The researchers are from Washington University in St. Louis and all are in the field of genomics. The findings come from Thomson Reuters ScienceWatch, an open web resource for science metrics and analysis.
Professor Richard K. Wilson is the world’s “hottest” researcher, in part, for a landmark paper, “A Map of Human Genome Variation from Population-Scale Sequencing.” The three other “hot” researchers from Washington University who contributed to the paper and are featured in the Thomson Reuters report include Li Ding, Elaine Mardis and Robert Fulton.
The rankings were compiled based on the number of citations researchers received from their work. Wilson led the pack with fifteen significant works.

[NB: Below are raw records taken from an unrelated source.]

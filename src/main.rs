use anyhow::{anyhow, Context};
use brrtkit::config::AppConfig;
use brrtkit::logging::{init_logging_with_config, LogConfig, LogFormat};
use brrtkit::prelude::*;
use clap::Parser;
use serde::{Deserialize, Serialize};
use serde_json::{json, Value};
use std::collections::BTreeMap;
use std::path::PathBuf;
use std::sync::{Arc, Mutex, PoisonError};
use tracing::info;

#[derive(Parser)]
#[command(name = "brrtkit-demo")]
#[command(about = "Pet store demo for brrtkit", long_about = None)]
struct Cli {
    /// Address to listen on; overrides the config file and BRRTKIT_ADDR
    #[arg(long)]
    addr: Option<String>,

    /// YAML configuration file
    #[arg(short, long)]
    config: Option<PathBuf>,

    /// json or pretty; overrides BRRTKIT_LOG_FORMAT
    #[arg(long)]
    log_format: Option<String>,

    /// Debug-level pretty logs with source locations, ignoring BRRTKIT_LOG_*
    #[arg(long)]
    dev: bool,
}

#[derive(Debug, Clone, Copy, PartialEq, Eq, Serialize, Deserialize)]
#[serde(rename_all = "lowercase")]
enum Kind {
    Dog,
    Cat,
    Bird,
}

impl ParamEnum for Kind {
    fn enum_type() -> EnumType {
        EnumType::new("Kind")
            .member("dog", "dog")
            .member("cat", "cat")
            .member("bird", "bird")
    }
}

#[derive(Debug, Clone, Serialize, Deserialize)]
struct NewPet {
    name: String,
    kind: Kind,
    tag: Option<String>,
}

impl Model for NewPet {
    fn model_schema() -> ModelSchema {
        ModelSchema::new("NewPet")
            .description("A pet to add to the store")
            .field(
                "name",
                ParamType::String,
                FieldInfo::required().min_length(1).max_length(64).example("Rex"),
            )
            .field("kind", ParamType::enumeration::<Kind>(), FieldInfo::required())
            .field("tag", ParamType::String, FieldInfo::optional(Value::Null))
    }
}

#[derive(Debug, Clone, Serialize, Deserialize)]
struct Pet {
    id: u64,
    name: String,
    kind: Kind,
    tag: Option<String>,
}

impl Model for Pet {
    fn model_schema() -> ModelSchema {
        ModelSchema::new("Pet")
            .field("id", ParamType::Integer, FieldInfo::required())
            .field("name", ParamType::String, FieldInfo::required())
            .field("kind", ParamType::enumeration::<Kind>(), FieldInfo::required())
            .field("tag", ParamType::String, FieldInfo::optional(Value::Null))
    }
}

/// `limit`/`offset` query arguments shared by list endpoints.
struct Pagination;

impl Dependency for Pagination {
    fn signature() -> Signature {
        vec![
            Arg::integer("limit").param(Param::query().with_default(20).ge(1.0).le(100.0)),
            Arg::integer("offset").param(Param::query().with_default(0).ge(0.0)),
        ]
    }
}

#[derive(Debug, Default)]
struct Store {
    next_id: u64,
    pets: BTreeMap<u64, Pet>,
}

type SharedStore = Arc<Mutex<Store>>;

fn lock(store: &SharedStore) -> std::sync::MutexGuard<'_, Store> {
    store.lock().unwrap_or_else(PoisonError::into_inner)
}

fn pets_router(store: &SharedStore) -> anyhow::Result<ApiRouter> {
    let mut router = ApiRouter::new("pets").prefix("/api");

    let list_store = Arc::clone(store);
    router.add(
        Route::get("/pets", "list_pets")
            .summary("List pets")
            .arg(Arg::new("pagination", ParamType::Object).depends(Depends::of::<Pagination>()))
            .arg(
                Arg::new("kind", ParamType::enumeration::<Kind>())
                    .param(
                        Param::query()
                            .with_default(Value::Null)
                            .description("Only pets of this kind"),
                    ),
            ),
        move |req| {
            let limit: usize = req.args.get("limit")?;
            let offset: usize = req.args.get("offset")?;
            let kind: Option<Kind> = req.args.get("kind")?;
            let store = lock(&list_store);
            let pets: Vec<&Pet> = store
                .pets
                .values()
                .filter(|p| kind.map_or(true, |k| p.kind == k))
                .skip(offset)
                .take(limit)
                .collect();
            Ok(HandlerResponse::json_from(200, &pets)?)
        },
    )?;

    let get_store = Arc::clone(store);
    router.add(
        Route::get("/pets/{pet_id}", "get_pet")
            .summary("Fetch one pet")
            .response(
                200,
                model_example::<Pet>(&Pet {
                    id: 1,
                    name: "Rex".to_string(),
                    kind: Kind::Dog,
                    tag: None,
                })?,
            )
            .response(404, json!({"description": "Pet not found"}))
            .arg(Arg::integer("pet_id").param(Param::path().ge(1.0))),
        move |req| {
            let id: u64 = req.args.get("pet_id")?;
            match lock(&get_store).pets.get(&id) {
                Some(pet) => Ok(HandlerResponse::json_from(200, pet)?),
                None => Ok(HandlerResponse::error(404, format!("pet {id} not found"))),
            }
        },
    )?;

    let create_store = Arc::clone(store);
    router.add(
        Route::post("/pets", "create_pet")
            .summary("Add a pet")
            .response_description("The stored pet")
            .arg(Arg::model::<NewPet>("pet").param(Param::body())),
        move |req| {
            let new: NewPet = req.args.get("pet")?;
            let mut store = lock(&create_store);
            store.next_id += 1;
            let pet = Pet {
                id: store.next_id,
                name: new.name,
                kind: new.kind,
                tag: new.tag,
            };
            store.pets.insert(pet.id, pet.clone());
            info!(pet_id = pet.id, "Pet created");
            Ok(HandlerResponse::json_from(201, &pet)?)
        },
    )?;

    let admin_user =
        std::env::var("BRRTKIT_DEMO_ADMIN_USER").unwrap_or_else(|_| "admin".to_string());
    let admin_password =
        std::env::var("BRRTKIT_DEMO_ADMIN_PASSWORD").unwrap_or_else(|_| "admin".to_string());
    let basic = HttpBasicSecurity::new("admin_basic").verify_with(move |creds| {
        if creds.username == admin_user && creds.password == admin_password {
            Ok(Some(json!({"sub": creds.username})))
        } else {
            Err(SecurityError::InvalidCredentials("Incorrect username or password".to_string()))
        }
    });
    let delete_store = Arc::clone(store);
    router.add(
        Route::delete("/pets/{pet_id}", "delete_pet")
            .summary("Remove a pet")
            .security(basic)
            .arg(Arg::integer("pet_id")),
        move |req| {
            let id: u64 = req.args.get("pet_id")?;
            match lock(&delete_store).pets.remove(&id) {
                Some(_) => Ok(HandlerResponse::no_content()),
                None => Ok(HandlerResponse::error(404, format!("pet {id} not found"))),
            }
        },
    )?;

    Ok(router)
}

fn account_router() -> anyhow::Result<ApiRouter> {
    let secret =
        std::env::var("BRRTKIT_DEMO_JWT_SECRET").unwrap_or_else(|_| "change-me".to_string());
    let mut router = ApiRouter::new("account").prefix("/api").tags(["account"]);
    router.add(
        Route::get("/me", "whoami")
            .summary("Claims of the bearer token")
            .security(HttpBearerSecurity::new("jwt").with_secret(secret))
            .arg(Arg::string("x_client").param(Param::header().with_default("unknown"))),
        |req| {
            let client: String = req.args.get("x_client")?;
            Ok(HandlerResponse::json(
                200,
                &json!({"claims": req.claims, "client": client}),
            ))
        },
    )?;
    Ok(router)
}

fn main() -> anyhow::Result<()> {
    let cli = Cli::parse();

    let mut log_config = if cli.dev {
        LogConfig::default_dev()
    } else {
        LogConfig::from_env()
    };
    if let Some(format) = &cli.log_format {
        log_config.format = LogFormat::parse(format);
    }
    init_logging_with_config(&log_config)?;

    let mut config = match &cli.config {
        Some(path) => AppConfig::load(path)?,
        None => AppConfig::default(),
    }
    .apply_env();
    if let Some(addr) = cli.addr {
        config.addr = addr;
    }

    let store = SharedStore::default();
    let mut app = App::new();
    app.register_router(&pets_router(&store)?)?;
    app.register_router(&account_router()?)?;
    let service = app
        .with_docs(config.swagger_generator(), Some(config.swagger_ui()))?
        .into_service()?;

    let handle = HttpServer(service)
        .start(config.addr.as_str())
        .with_context(|| format!("Failed to bind {}", config.addr))?;
    handle.wait_ready()?;
    info!(
        addr = %handle.addr(),
        docs = %config.docs_url,
        openapi = %config.json_url,
        "Pet store demo listening"
    );
    handle.join().map_err(|_| anyhow!("server coroutine panicked"))
}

Wilson and Li Ding along with Thomson Reuters ScienceWatch.com editor Chris King joined St. Louis on the Air host Don Marsh to talk about genomics research. The goal of such research at the Genome Institute at Washington University, of Wilson is the director and Ding is the head of the Genomics Medical group, is “pushing the limits of academic research by creating, testing, and implementing new approaches to the study of biology with the goal of understanding human health and disease, as well as evolution and the biology of other organisms.”
Developing an Interest in Science Research
The recent financial downturn and the effects of sequestration trouble many researchers.
“I worry about opportunities in high level research. One of the things that is scary to us is that our NIH budget has essentially been flat for several years now. Young investigators both men and women are having a tough time getting their first grants,” Wilson said.
The financial and political issues are compounded with a general lack of STEM (Science, Technology, Engineering and Math) education in the United States. There are certainly bright spots in this U.S. but growing up in China, Ding said, “Science is really one of the hot majors. I liked mass physics since I was a little girl so it was very natural for me to get into biology and I also agree that in China people pay close attention to science. We are encouraged to pursue a scientific career -- by parents, leaders and teachers.”
Wilson added, “Science isn’t necessarily believed to be cool and when you go to China - I went on a trip a couple of years ago - there is a lot of encouragement and science is seen as a major contributor to society.”